Lines where the string "compact" appears are to be copied from the entries below.

[Data records]
- - -

//! Per-batch logger with file and callback output.
//!
//! Each batch gets its own logger that:
//! - Writes to a dedicated log file
//! - Sends messages to a UI callback (if provided)
//! - Supports compact mode with progress filtering
//! - Maintains a tail buffer for error diagnosis

use std::collections::VecDeque;
use std::fs::{self, File};
use std::io::{BufWriter, Write};
use std::path::{Path, PathBuf};
use std::sync::Arc;

use chrono::Local;
use parking_lot::Mutex;

use super::types::{LogConfig, LogLevel, MessagePrefix, UiLogCallback};

/// Per-batch logger with dual output (file + UI).
pub struct BatchLogger {
    /// Batch name for identification.
    batch_name: String,
    /// Path to log file.
    log_path: PathBuf,
    /// File writer (buffered).
    file_writer: Arc<Mutex<Option<BufWriter<File>>>>,
    /// UI callback for sending messages.
    ui_callback: Arc<Mutex<Option<UiLogCallback>>>,
    /// Logging configuration.
    config: LogConfig,
    /// Tail buffer for recent lines (used for error diagnosis).
    tail_buffer: Arc<Mutex<VecDeque<String>>>,
    /// Last progress value logged (for compact mode filtering).
    last_progress: Arc<Mutex<u32>>,
}

impl BatchLogger {
    /// Create a new batch logger.
    ///
    /// # Arguments
    /// * `batch_name` - Name of the batch (used in log filename)
    /// * `log_dir` - Directory to write log file to
    /// * `config` - Logging configuration
    /// * `ui_callback` - Optional callback for UI output
    pub fn new(
        batch_name: impl Into<String>,
        log_dir: impl AsRef<Path>,
        config: LogConfig,
        ui_callback: Option<UiLogCallback>,
    ) -> std::io::Result<Self> {
        let batch_name = batch_name.into();
        let log_dir = log_dir.as_ref();

        fs::create_dir_all(log_dir)?;

        let log_path = log_dir.join(format!("{}.log", sanitize_filename(&batch_name)));

        let file = File::create(&log_path)?;
        let file_writer = BufWriter::new(file);

        Ok(Self {
            batch_name,
            log_path,
            file_writer: Arc::new(Mutex::new(Some(file_writer))),
            ui_callback: Arc::new(Mutex::new(ui_callback)),
            config,
            tail_buffer: Arc::new(Mutex::new(VecDeque::with_capacity(100))),
            last_progress: Arc::new(Mutex::new(0)),
        })
    }

    /// Get the batch name.
    pub fn batch_name(&self) -> &str {
        &self.batch_name
    }

    /// Get the log file path.
    pub fn log_path(&self) -> &Path {
        &self.log_path
    }

    /// Log a message at the specified level.
    pub fn log(&self, level: LogLevel, message: &str) {
        if level < self.config.level {
            return;
        }

        let formatted = self.format_message(message);
        self.output(&formatted);
    }

    /// Log an info message.
    pub fn info(&self, message: &str) {
        self.log(LogLevel::Info, message);
    }

    /// Log a debug message.
    pub fn debug(&self, message: &str) {
        let msg = MessagePrefix::Debug.format(message);
        self.log(LogLevel::Debug, &msg);
    }

    /// Log a warning message.
    pub fn warn(&self, message: &str) {
        let msg = MessagePrefix::Warning.format(message);
        self.log(LogLevel::Warn, &msg);
    }

    /// Log an error message.
    pub fn error(&self, message: &str) {
        let msg = MessagePrefix::Error.format(message);
        self.log(LogLevel::Error, &msg);
    }

    /// Log a command being executed.
    pub fn command(&self, command: &str) {
        let msg = MessagePrefix::Command.format(command);
        self.log(LogLevel::Info, &msg);
    }

    /// Log a phase marker.
    pub fn phase(&self, phase_name: &str) {
        let msg = MessagePrefix::Phase.format(phase_name);
        self.log(LogLevel::Info, &msg);
    }

    /// Log a section marker.
    pub fn section(&self, section_name: &str) {
        let msg = MessagePrefix::Section.format(section_name);
        self.log(LogLevel::Info, &msg);
    }

    /// Log a success message.
    pub fn success(&self, message: &str) {
        let msg = MessagePrefix::Success.format(message);
        self.log(LogLevel::Info, &msg);
    }

    /// Log a validation message.
    pub fn validation(&self, message: &str) {
        let msg = MessagePrefix::Validation.format(message);
        self.log(LogLevel::Info, &msg);
    }

    /// Log progress update (filtered in compact mode).
    ///
    /// Returns true if the progress was logged, false if filtered.
    pub fn progress(&self, percent: u32) -> bool {
        if self.config.compact {
            let mut last = self.last_progress.lock();
            let step = self.config.progress_step;

            // Only log at step intervals (e.g., 0%, 20%, 40%, ...)
            let current_step = (percent / step) * step;
            let last_step = (*last / step) * step;

            if current_step <= last_step && percent < 100 {
                return false;
            }
            *last = percent;
        }

        let msg = format!("Progress: {}%", percent);
        self.log(LogLevel::Info, &msg);
        true
    }

    /// Log command output line (for stdout/stderr from external tools).
    ///
    /// In compact mode, these are only added to tail buffer.
    pub fn output_line(&self, line: &str, is_stderr: bool) {
        // Always add to tail buffer
        {
            let mut buffer = self.tail_buffer.lock();
            if buffer.len() >= self.config.error_tail {
                buffer.pop_front();
            }
            buffer.push_back(line.to_string());
        }

        // In compact mode, don't output every line
        if self.config.compact {
            return;
        }

        let prefix = if is_stderr { "[stderr] " } else { "" };
        let msg = format!("{}{}", prefix, line);
        self.output(&self.format_message(&msg));
    }

    /// Show the tail buffer (typically after an error).
    pub fn show_tail(&self, header: &str) {
        let buffer = self.tail_buffer.lock();
        if buffer.is_empty() {
            return;
        }

        self.output(&self.format_message(&format!("[{}/tail]", header)));
        for line in buffer.iter() {
            self.output(&self.format_message(line));
        }
    }

    /// Clear the tail buffer.
    pub fn clear_tail(&self) {
        self.tail_buffer.lock().clear();
    }

    /// Get the current tail buffer contents.
    pub fn get_tail(&self) -> Vec<String> {
        self.tail_buffer.lock().iter().cloned().collect()
    }

    /// Log an external tool invocation token-by-token for diagnosis.
    pub fn log_command_args(&self, tool: &str, tokens: &[String]) {
        self.info(&format!("--- {} arguments ---", tool));
        let formatted = tokens.join(" \\\n  ");
        self.info(&formatted);
        self.info("---------------------");
    }

    /// Flush the log file.
    pub fn flush(&self) {
        if let Some(ref mut writer) = *self.file_writer.lock() {
            let _ = writer.flush();
        }
    }

    /// Close the logger and release resources.
    pub fn close(&self) {
        self.flush();
        *self.file_writer.lock() = None;
    }

    /// Format a message with timestamp (if enabled).
    fn format_message(&self, message: &str) -> String {
        if self.config.show_timestamps {
            let timestamp = Local::now().format("%H:%M:%S");
            format!("[{}] {}", timestamp, message)
        } else {
            message.to_string()
        }
    }

    /// Output a formatted message to file and UI.
    fn output(&self, formatted: &str) {
        // Write to file
        if let Some(ref mut writer) = *self.file_writer.lock() {
            let _ = writeln!(writer, "{}", formatted);
        }

        // Send to UI callback
        if let Some(ref callback) = *self.ui_callback.lock() {
            callback(formatted);
        }
    }
}

impl Drop for BatchLogger {
    fn drop(&mut self) {
        self.close();
    }
}

/// Sanitize a string to be safe for use as a filename.
fn sanitize_filename(name: &str) -> String {
    name.chars()
        .map(|c| match c {
            '/' | '\\' | ':' | '*' | '?' | '"' | '<' | '>' | '|' => '_',
            _ => c,
        })
        .collect()
}

/// Builder for creating BatchLogger with fluent API.
pub struct BatchLoggerBuilder {
    batch_name: String,
    log_dir: PathBuf,
    config: LogConfig,
    ui_callback: Option<UiLogCallback>,
}

impl BatchLoggerBuilder {
    /// Create a new builder.
    pub fn new(batch_name: impl Into<String>, log_dir: impl Into<PathBuf>) -> Self {
        Self {
            batch_name: batch_name.into(),
            log_dir: log_dir.into(),
            config: LogConfig::default(),
            ui_callback: None,
        }
    }

    /// Set the logging configuration.
    pub fn config(mut self, config: LogConfig) -> Self {
        self.config = config;
        self
    }

    /// Set the log level.
    pub fn level(mut self, level: LogLevel) -> Self {
        self.config.level = level;
        self
    }

    /// Enable or disable compact mode.
    pub fn compact(mut self, compact: bool) -> Self {
        self.config.compact = compact;
        self
    }

    /// Set the UI callback.
    pub fn ui_callback(mut self, callback: UiLogCallback) -> Self {
        self.ui_callback = Some(callback);
        self
    }

    /// Build the BatchLogger.
    pub fn build(self) -> std::io::Result<BatchLogger> {
        BatchLogger::new(self.batch_name, self.log_dir, self.config, self.ui_callback)
    }
}
//! Per-batch project store.
//!
//! Each batch keeps a `project.json` at its root holding arbitrary
//! dotted-key values plus the per-step completion flags. The pipeline
//! only depends on the narrow `ConfigStore` trait so the storage
//! format stays a collaborator concern.

use std::fs;
use std::path::{Path, PathBuf};

use parking_lot::Mutex;
use serde_json::{Map, Value};

/// Narrow configuration interface consumed by the pipeline.
///
/// Step completion flags persist outside the pipeline; the pipeline's
/// only obligation on a successful step is to ask for the flag to be
/// set. Mutators return `false` when the change could not be persisted.
pub trait ConfigStore: Send + Sync {
    /// Get the completion flag for a step (false when unset).
    fn get_step_status(&self, step: u32) -> bool;

    /// Set the completion flag for a step.
    fn update_step_status(&self, step: u32, completed: bool) -> bool;

    /// Get a value by dotted key (e.g. `"worksheet.reviewed"`).
    fn get(&self, key: &str) -> Option<Value>;

    /// Set a value by dotted key, creating intermediate tables.
    fn set(&self, key: &str, value: Value) -> bool;
}

/// JSON-backed per-batch project store.
///
/// Every mutation is persisted immediately with an atomic
/// temp-file-then-rename write.
pub struct ProjectConfig {
    /// Path to the project file.
    path: PathBuf,
    /// In-memory document.
    doc: Mutex<Map<String, Value>>,
}

impl ProjectConfig {
    /// Load the project file, creating an empty one if missing.
    pub fn load_or_create(path: impl Into<PathBuf>) -> std::io::Result<Self> {
        let path = path.into();

        let doc = if path.exists() {
            let content = fs::read_to_string(&path)?;
            match serde_json::from_str::<Value>(&content) {
                Ok(Value::Object(map)) => map,
                Ok(_) | Err(_) => {
                    tracing::warn!("Project file {} is not a JSON object, resetting", path.display());
                    Map::new()
                }
            }
        } else {
            Map::new()
        };

        let config = Self {
            path,
            doc: Mutex::new(doc),
        };
        config.save()?;
        Ok(config)
    }

    /// Get the project file path.
    pub fn path(&self) -> &Path {
        &self.path
    }

    /// Persist the current document atomically.
    fn save(&self) -> std::io::Result<()> {
        if let Some(parent) = self.path.parent() {
            fs::create_dir_all(parent)?;
        }

        let json = {
            let doc = self.doc.lock();
            serde_json::to_string_pretty(&Value::Object(doc.clone()))
                .map_err(|e| std::io::Error::new(std::io::ErrorKind::Other, e))?
        };

        let temp_path = self.path.with_extension("json.tmp");
        fs::write(&temp_path, &json)?;
        fs::rename(&temp_path, &self.path)?;
        Ok(())
    }

    /// Walk a dotted key down the document, returning a clone of the value.
    fn lookup(doc: &Map<String, Value>, key: &str) -> Option<Value> {
        let mut map = doc;
        let mut parts = key.split('.').peekable();

        while let Some(part) = parts.next() {
            let value = map.get(part)?;
            if parts.peek().is_none() {
                return Some(value.clone());
            }
            map = value.as_object()?;
        }
        None
    }

    /// Walk a dotted key down the document, creating intermediate objects.
    fn insert(doc: &mut Map<String, Value>, key: &str, value: Value) {
        let mut map = doc;
        let mut parts = key.split('.').peekable();

        while let Some(part) = parts.next() {
            if parts.peek().is_none() {
                map.insert(part.to_string(), value);
                return;
            }
            let entry = map
                .entry(part.to_string())
                .or_insert_with(|| Value::Object(Map::new()));
            if !entry.is_object() {
                *entry = Value::Object(Map::new());
            }
            map = entry.as_object_mut().expect("entry was just made an object");
        }
    }
}

impl ConfigStore for ProjectConfig {
    fn get_step_status(&self, step: u32) -> bool {
        let doc = self.doc.lock();
        Self::lookup(&doc, &format!("steps.{}", step))
            .and_then(|v| v.as_bool())
            .unwrap_or(false)
    }

    fn update_step_status(&self, step: u32, completed: bool) -> bool {
        {
            let mut doc = self.doc.lock();
            Self::insert(&mut doc, &format!("steps.{}", step), Value::Bool(completed));
        }
        match self.save() {
            Ok(()) => true,
            Err(e) => {
                tracing::warn!("Failed to persist step {} status: {}", step, e);
                false
            }
        }
    }

    fn get(&self, key: &str) -> Option<Value> {
        let doc = self.doc.lock();
        Self::lookup(&doc, key)
    }

    fn set(&self, key: &str, value: Value) -> bool {
        {
            let mut doc = self.doc.lock();
            Self::insert(&mut doc, key, value);
        }
        match self.save() {
            Ok(()) => true,
            Err(e) => {
                tracing::warn!("Failed to persist key '{}': {}", key, e);
                false
            }
        }
    }
}

#[cfg(test)]
mod tests {
    use super::*;
    use serde_json::json;
    use tempfile::tempdir;

    #[test]
    fn step_status_defaults_to_false() {
        let dir = tempdir().unwrap();
        let config = ProjectConfig::load_or_create(dir.path().join("project.json")).unwrap();

        assert!(!config.get_step_status(1));
        assert!(config.update_step_status(1, true));
        assert!(config.get_step_status(1));
        assert!(!config.get_step_status(2));
    }

    #[test]
    fn dotted_keys_create_intermediate_tables() {
        let dir = tempdir().unwrap();
        let config = ProjectConfig::load_or_create(dir.path().join("project.json")).unwrap();

        assert!(config.set("worksheet.reviewed", json!(true)));
        assert!(config.set("worksheet.reviewer", json!("mk")));

        assert_eq!(config.get("worksheet.reviewed"), Some(json!(true)));
        assert_eq!(config.get("worksheet.reviewer"), Some(json!("mk")));
        assert_eq!(config.get("worksheet.missing"), None);
    }

    #[test]
    fn values_persist_across_reopen() {
        let dir = tempdir().unwrap();
        let path = dir.path().join("project.json");

        {
            let config = ProjectConfig::load_or_create(&path).unwrap();
            config.update_step_status(3, true);
            config.set("batch.operator", json!("archivist"));
        }

        let reopened = ProjectConfig::load_or_create(&path).unwrap();
        assert!(reopened.get_step_status(3));
        assert_eq!(reopened.get("batch.operator"), Some(json!("archivist")));
    }

    #[test]
    fn corrupt_file_resets_to_empty() {
        let dir = tempdir().unwrap();
        let path = dir.path().join("project.json");
        fs::write(&path, "not json at all").unwrap();

        let config = ProjectConfig::load_or_create(&path).unwrap();
        assert!(!config.get_step_status(1));
    }
}
//! Step 7: Resizing.

use crate::imaging::resize_max_edge;
use crate::orchestrator::errors::StepError;
use crate::orchestrator::step::StepProcessor;
use crate::orchestrator::types::{BatchState, Context, ResizeOutput, StepResult, ValidationResult};

use super::{dir_has_images, ensure_step_dir, input_dir_for, list_image_files, save_derivative};

/// Step 7: bound the longest edge of each derivative.
///
/// Aspect ratio is preserved; images already within the bound are
/// copied through at full size.
pub struct ResizeStep;

impl ResizeStep {
    pub fn new() -> Self {
        Self
    }
}

impl Default for ResizeStep {
    fn default() -> Self {
        Self::new()
    }
}

impl StepProcessor for ResizeStep {
    fn number(&self) -> u32 {
        7
    }

    fn name(&self) -> &str {
        "Resizing"
    }

    fn description(&self) -> &str {
        "Produce size-bounded access derivatives"
    }

    fn validate_inputs(&self, ctx: &Context) -> ValidationResult {
        let input_dir = input_dir_for(ctx, self.number());
        if !dir_has_images(&input_dir) {
            return ValidationResult::error(format!(
                "No input images in {}",
                input_dir.display()
            ));
        }
        ValidationResult::ok()
    }

    fn execute(&self, ctx: &Context, state: &mut BatchState) -> Result<StepResult, StepError> {
        let input_dir = input_dir_for(ctx, self.number());
        let images = list_image_files(&input_dir)?;
        if images.is_empty() {
            return Ok(StepResult::failed("No images to resize"));
        }

        let dir = ensure_step_dir(ctx, self.number())?;
        let max_edge = ctx.settings.imaging.max_edge;
        let quality = ctx.settings.imaging.jpeg_quality;
        let total = images.len();
        let mut files = Vec::with_capacity(total);

        for (i, input) in images.iter().enumerate() {
            let name = match input.file_name() {
                Some(name) => name,
                None => continue,
            };
            let out = dir.join(name);

            let img = image::open(input)
                .map_err(|e| StepError::image_error(format!("open {}", input.display()), e))?;
            let resized = resize_max_edge(&img, max_edge);
            save_derivative(&resized, &out, quality)?;

            files.push(out);
            ctx.logger.progress(((i + 1) * 100 / total) as u32);
        }

        let count = files.len();
        state.resize = Some(ResizeOutput { files, max_edge });
        Ok(StepResult::ok(format!(
            "Resized {} images to max edge {}px",
            count, max_edge
        )))
    }

    fn validate_outputs(&self, _ctx: &Context, state: &BatchState) -> ValidationResult {
        let Some(out) = &state.resize else {
            return ValidationResult::error("Resize output not recorded");
        };
        let mut result = ValidationResult::ok();
        for file in &out.files {
            if !file.is_file() {
                result.add_error(format!("Resized derivative missing: {}", file.display()));
            }
        }
        result
    }
}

- - -

**Reply to the task:**
//! - Supports compact mode with progress filtering
    /// Last progress value logged (for compact mode filtering).
    /// Log progress update (filtered in compact mode).
        if self.config.compact {
    /// In compact mode, these are only added to tail buffer.
        // In compact mode, don't output every line
        if self.config.compact {
    /// Enable or disable compact mode.
    pub fn compact(mut self, compact: bool) -> Self {
        self.config.compact = compact;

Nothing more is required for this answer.